A quick and effective way for the body to absorb supportive nutrients are through vitamin injections and IV’s. Our Stress Shot contains Methyl Cobalamin B12 , B-Complex and Magnesium Sulfate. Magnesium can improve brain function and support mood. The Calm Shot is a nutrient blend featuring GABA that can help migraines, anxiety, and muscle tension.
3. Consider Gentle Movement
Planning for sufficient recovery time before intense workouts can decrease our stress load. Resistance and restorative movement practices like yoga and light stretching may be good go-to’s during intense times of stress because of their more gentle impact and the positive effects on the body. (4, 5)
4. Strategically Plan for Health
SMART goals and putting to-do list items on the calendar can cut down on mental chatter about pending projects and unmet objectives. Goals and boundaries around health-promoting behaviors such as a bedtime routine that promotes restful sleep or a plan to incorporate a midday mindfulness break may help. (6)
5. Try a Relaxation Exercise
Breathing, Muscle Relaxation and HRV
Slow and deep breathing, also known as diaphragmatic or belly breathing may switch someone from a stressed out sympathetic state to a more relaxed state. (7) Many apps allow users to set a timer for deep breathing with or without guided meditation, including Calm, Stop Think Breathe, and Insight Timer.

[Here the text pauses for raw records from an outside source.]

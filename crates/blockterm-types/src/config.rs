//! Session configuration loaded from TOML.
//!
//! Every field is optional in the file; anything left out falls back to the
//! stock BlockTerm session (`root@web:/root#`, the demo directory entries and
//! the `cls` alias).

use std::collections::BTreeMap;
use std::path::Path;

use serde::Deserialize;

use crate::error::{Result, TermError};

/// Release identifier shown in the `help` banner.
#[derive(Debug, Clone, PartialEq, Eq, Deserialize)]
pub struct VersionInfo {
    #[serde(default = "default_major")]
    pub major: u32,
    #[serde(default)]
    pub minor: u32,
    #[serde(default = "default_revision")]
    pub revision: u32,
    #[serde(default = "yes")]
    pub beta: bool,
    #[serde(default = "yes")]
    pub debug: bool,
}

fn default_major() -> u32 {
    1
}
fn default_revision() -> u32 {
    1
}
fn yes() -> bool {
    true
}

impl Default for VersionInfo {
    fn default() -> Self {
        Self {
            major: default_major(),
            minor: 0,
            revision: default_revision(),
            beta: true,
            debug: true,
        }
    }
}

impl VersionInfo {
    /// Build the banner line, e.g. `BlockTerm 1.0.1 BETA (DEBUG)`.
    ///
    /// The `BETA` and `(DEBUG)` markers only appear when their flag is set.
    pub fn banner(&self, product: &str) -> String {
        let mut out = format!(
            "{product} {}.{}.{}",
            self.major, self.minor, self.revision
        );
        if self.beta {
            out.push_str(" BETA");
        }
        if self.debug {
            out.push_str(" (DEBUG)");
        }
        out
    }
}

/// Top-level session configuration (`blockterm.toml`).
#[derive(Debug, Clone, Deserialize)]
pub struct TermConfig {
    #[serde(default = "default_product_name")]
    pub product_name: String,
    #[serde(default)]
    pub version: VersionInfo,
    #[serde(default = "default_username")]
    pub username: String,
    #[serde(default = "default_hostname")]
    pub hostname: String,
    /// Initial working directory.
    #[serde(default = "default_home")]
    pub home: String,
    /// Initial directory entries of the mock filesystem, in listing order.
    #[serde(default = "default_filesystem")]
    pub filesystem: Vec<String>,
    /// Initial alias table (alias -> canonical command name).
    #[serde(default = "default_aliases")]
    pub aliases: BTreeMap<String, String>,
}

fn default_product_name() -> String {
    "BlockTerm".to_string()
}
fn default_username() -> String {
    "root".to_string()
}
fn default_hostname() -> String {
    "web".to_string()
}
fn default_home() -> String {
    "/root".to_string()
}
fn default_filesystem() -> Vec<String> {
    [".", "secrets", "system", "bin", "shared", ".donotdeletethis"]
        .iter()
        .map(|s| s.to_string())
        .collect()
}
fn default_aliases() -> BTreeMap<String, String> {
    let mut aliases = BTreeMap::new();
    aliases.insert("cls".to_string(), "clear".to_string());
    aliases
}

impl Default for TermConfig {
    fn default() -> Self {
        Self {
            product_name: default_product_name(),
            version: VersionInfo::default(),
            username: default_username(),
            hostname: default_hostname(),
            home: default_home(),
            filesystem: default_filesystem(),
            aliases: default_aliases(),
        }
    }
}

impl TermConfig {
    /// Parse a configuration from TOML source.
    pub fn from_toml_str(source: &str) -> Result<Self> {
        let config: Self = toml::from_str(source)?;
        if config.username.is_empty() {
            return Err(TermError::Config("username must not be empty".into()));
        }
        if config.hostname.is_empty() {
            return Err(TermError::Config("hostname must not be empty".into()));
        }
        Ok(config)
    }

    /// Read and parse a configuration file.
    pub fn load(path: &Path) -> Result<Self> {
        let source = std::fs::read_to_string(path)?;
        let config = Self::from_toml_str(&source)?;
        log::info!("Loaded config from {}", path.display());
        Ok(config)
    }

    /// Banner line for this configuration's product and version.
    pub fn banner(&self) -> String {
        self.version.banner(&self.product_name)
    }
}
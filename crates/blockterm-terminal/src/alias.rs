//! Alias table: invoked name -> canonical command name.

use std::collections::BTreeMap;

/// Runtime-mutable alias table.
///
/// Lookups are a single substitution step. An alias whose target is itself
/// an alias is not chased further, and self-referencing aliases are allowed.
#[derive(Debug, Clone, Default)]
pub struct AliasTable {
    aliases: BTreeMap<String, String>,
}

impl AliasTable {
    pub fn new() -> Self {
        Self::default()
    }

    /// Register (or overwrite) `alias -> command`.
    pub fn set(&mut self, alias: &str, command: &str) {
        self.aliases.insert(alias.to_string(), command.to_string());
    }

    /// Target of `name`, if it is an alias.
    pub fn get(&self, name: &str) -> Option<&str> {
        self.aliases.get(name).map(String::as_str)
    }

    /// Rewrite `name` once if it is an alias, otherwise return it unchanged.
    pub fn resolve<'a>(&'a self, name: &'a str) -> &'a str {
        self.get(name).unwrap_or(name)
    }

    /// All aliases, sorted by alias name.
    pub fn iter(&self) -> impl Iterator<Item = (&str, &str)> {
        self.aliases.iter().map(|(k, v)| (k.as_str(), v.as_str()))
    }

    pub fn len(&self) -> usize {
        self.aliases.len()
    }

    pub fn is_empty(&self) -> bool {
        self.aliases.is_empty()
    }
}

impl FromIterator<(String, String)> for AliasTable {
    fn from_iter<I: IntoIterator<Item = (String, String)>>(iter: I) -> Self {
        Self {
            aliases: iter.into_iter().collect(),
        }
    }
}

#[cfg(test)]
mod tests {
    use super::*;

    #[test]
    fn set_and_get() {
        let mut table = AliasTable::new();
        table.set("ll", "ls");
        assert_eq!(table.get("ll"), Some("ls"));
        assert_eq!(table.get("ls"), None);
    }

    #[test]
    fn resolve_passes_through_unknown() {
        let table = AliasTable::new();
        assert_eq!(table.resolve("echo"), "echo");
    }

    #[test]
    fn resolve_is_single_hop() {
        let mut table = AliasTable::new();
        table.set("a", "b");
        table.set("b", "c");
        assert_eq!(table.resolve("a"), "b");
    }

    #[test]
    fn self_alias_allowed() {
        let mut table = AliasTable::new();
        table.set("x", "x");
        assert_eq!(table.resolve("x"), "x");
    }

    #[test]
    fn overwrite_alias() {
        let mut table = AliasTable::new();
        table.set("ll", "ls");
        table.set("ll", "pwd");
        assert_eq!(table.len(), 1);
        assert_eq!(table.resolve("ll"), "pwd");
    }

    #[test]
    fn from_iterator_and_iter_sorted() {
        let table: AliasTable = [
            ("zz".to_string(), "pwd".to_string()),
            ("cls".to_string(), "clear".to_string()),
        ]
        .into_iter()
        .collect();
        let pairs: Vec<(&str, &str)> = table.iter().collect();
        assert_eq!(pairs, [("cls", "clear"), ("zz", "pwd")]);
    }
}
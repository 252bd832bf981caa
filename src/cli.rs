// src/cli.rs

//! CLI argument parsing using `clap`.
//!
//! NOTE: this expects `clap` to be built with the `derive` feature, e.g.:
//! `clap = { version = "4.5.53", features = ["derive"] }` in `Cargo.toml`.

use clap::{Parser, ValueEnum};

/// Command-line arguments for `ctime`.
#[derive(Debug, Clone, Parser)]
#[command(
    name = "ctime",
    version,
    about = "Run a program and report its exit status and wall-clock time.",
    long_about = None
)]
pub struct CliArgs {
    /// Kill the target and report a timeout after this many seconds.
    ///
    /// If omitted, the wait is unbounded.
    #[arg(long, value_name = "SECONDS")]
    pub timeout: Option<f64>,

    /// Logging level (error, warn, info, debug, trace).
    ///
    /// If omitted, `CTIME_LOG` or a default level will be used.
    #[arg(long, value_enum, value_name = "LEVEL")]
    pub log_level: Option<LogLevel>,

    /// Target executable followed by its arguments.
    ///
    /// Everything from the first positional onwards belongs to the target,
    /// including values starting with `-`.
    #[arg(
        value_name = "TARGET",
        trailing_var_arg = true,
        allow_hyphen_values = true
    )]
    pub command: Vec<String>,
}

/// Log level as exposed on the CLI.
#[derive(Debug, Copy, Clone, ValueEnum)]
pub enum LogLevel {
    Error,
    Warn,
    Info,
    Debug,
    Trace,
}

/// Convenience wrapper around `CliArgs::parse()`.
pub fn parse() -> CliArgs {
    CliArgs::parse()
}
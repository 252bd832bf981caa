// src/main.rs

use ctime::{cli, logging, run};

#[tokio::main]
async fn main() {
    if let Err(err) = run_main().await {
        // Hard failures carry their one-line diagnostic as the top-level
        // message; it goes to stdout, matching the rest of the report.
        println!("{err}");
        std::process::exit(1);
    }
}

async fn run_main() -> anyhow::Result<()> {
    let args = cli::parse();
    logging::init_logging(args.log_level)?;
    run(args).await
}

Progressive muscle relaxation involves tensing and relaxing different muscles is another option for relaxation. Others may find simply thinking about a place or person that brings them a sense of safety can be soothing to the body and mind.

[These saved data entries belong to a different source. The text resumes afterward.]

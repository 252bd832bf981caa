// src/exec/mod.rs

//! Process execution layer.
//!
//! This module is responsible for actually running the target program, using
//! `tokio::process::Command`, and handing the timed result back to `run`.
//!
//! - [`launcher`] owns the spawn-wait-measure sequence and the outcome
//!   classification.

pub mod launcher;

pub use launcher::{launch_and_measure, ChildOutcome, Measurement};
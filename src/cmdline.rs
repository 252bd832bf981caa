// src/cmdline.rs

//! Command-line composition.
//!
//! The target path and its arguments are joined into a single string, each
//! token followed by one space separator, capped at [`MAX_COMMAND_LINE`]
//! characters. The cap counts every token plus its separator and is enforced
//! before any process is spawned.

use anyhow::{anyhow, Result};

use crate::errors::{SIZE_EXCEEDED, USAGE};

/// Maximum length of the composed command line, separators included.
pub const MAX_COMMAND_LINE: usize = 1000;

/// Join the raw CLI tokens (target path first) into the echoed command line.
///
/// Fails if no target was given or if the composed line would exceed
/// [`MAX_COMMAND_LINE`]. The error messages double as the one-line
/// diagnostics `main` prints to stdout on the hard-failure paths.
pub fn compose(tokens: &[String]) -> Result<String> {
    if tokens.is_empty() {
        return Err(anyhow!(USAGE));
    }

    let mut line = String::new();
    for token in tokens {
        if line.len() + token.len() + 1 > MAX_COMMAND_LINE {
            return Err(anyhow!(SIZE_EXCEEDED));
        }
        line.push_str(token);
        line.push(' ');
    }

    Ok(line)
}
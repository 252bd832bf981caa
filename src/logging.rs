// src/logging.rs

//! Logging setup for `ctime` using `tracing` + `tracing-subscriber`.
//!
//! Priority for determining the log level:
//! 1. `--log-level` CLI flag (if provided)
//! 2. `CTIME_LOG` environment variable (e.g. "info", "debug")
//! 3. default to `warn`
//!
//! Logs go to stderr; stdout is reserved for the execution report.

use anyhow::Result;
use tracing_subscriber::fmt;

use crate::cli::LogLevel;

/// Initialise global logging subscriber.
///
/// Safe to call once at startup.
pub fn init_logging(cli_level: Option<LogLevel>) -> Result<()> {
    let level = match cli_level {
        Some(lvl) => level_from_log_level(lvl),
        None => std::env::var("CTIME_LOG")
            .ok()
            .and_then(|s| parse_level_str(&s))
            .unwrap_or(tracing::Level::WARN),
    };

    // `init()` does not return a Result, so this cannot fail at runtime
    // (if called more than once, it will panic; we only call once in main).
    fmt()
        .with_max_level(level)
        .with_target(true)
        .with_thread_ids(false)
        .with_thread_names(false)
        .with_writer(std::io::stderr)
        .init();

    Ok(())
}

fn level_from_log_level(lvl: LogLevel) -> tracing::Level {
    match lvl {
        LogLevel::Error => tracing::Level::ERROR,
        LogLevel::Warn => tracing::Level::WARN,
        LogLevel::Info => tracing::Level::INFO,
        LogLevel::Debug => tracing::Level::DEBUG,
        LogLevel::Trace => tracing::Level::TRACE,
    }
}

fn parse_level_str(s: &str) -> Option<tracing::Level> {
    match s.trim().to_lowercase().as_str() {
        "error" => Some(tracing::Level::ERROR),
        "warn" | "warning" => Some(tracing::Level::WARN),
        "info" => Some(tracing::Level::INFO),
        "debug" => Some(tracing::Level::DEBUG),
        "trace" => Some(tracing::Level::TRACE),
        _ => None,
    }
}
// src/report.rs

//! Human-readable execution report printed to stdout.

use crate::exec::{ChildOutcome, Measurement};

/// Fixed phrase for the child's outcome line.
pub fn outcome_line(outcome: ChildOutcome) -> &'static str {
    if outcome.is_success() {
        "Process reported success"
    } else {
        "Process reported failure"
    }
}

/// Elapsed-time line, seconds with six decimals.
pub fn elapsed_line(elapsed_secs: f64) -> String {
    format!("Execution time: {elapsed_secs:.6} seconds")
}

/// Print the post-execution report: a blank line, the outcome line, then the
/// elapsed time (always, regardless of the child's outcome).
pub fn print_report(measurement: &Measurement) {
    println!();
    println!("{}", outcome_line(measurement.outcome));
    println!("{}", elapsed_line(measurement.elapsed.as_secs_f64()));
}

One way to measure the flexibility of the body to move out of fight-flight and back into a state of rest and repair is through Heart Rate Variability (HRV). HeartMath Inner Balance app and sensor allows users to track their heart rate and breath.
Compassionate Response to Stress
However, a new app or fancy equipment isn’t necessary to invite a sense of calm. Consider how approaching a stressful situation from a place of compassion instead of criticalness may be helpful. (8) The RAIN technique—developed by Dr. Tara Brach, PhD —is one way to bring compassion to stress and suffering (9):
Recognize: What emotions or sensations are present in the body? Is it a rush of anxiety, anger tightening the shoulders or a critical inner dialogue?
Allow: Simply let the feelings, emotions or sensations be there without rushing to fix or control them.
Investigate: Invite an element of curiosity and care. What does this part of me need right now?
Nurture: When we notice our discomfort and suffering, we are practicing self-compassion. Havening techniques such as crossing arms in a self-hug and gently moving hands up and down or placing hands over the heart can decrease the stress response and bring a sense of nurture and increase the feel-good hormone oxytocin. (10)
How will you relieve stress and support your thyroid?
Eliminating stress entirely isn’t realistic. Thankfully, there are many ways to support the thyroid and adrenals through stress management. The tools and techniques that work best for stress relief varies from person to person. Finding what works best for you can mean a reduction in the physical effects of chronic stress on your body and mind.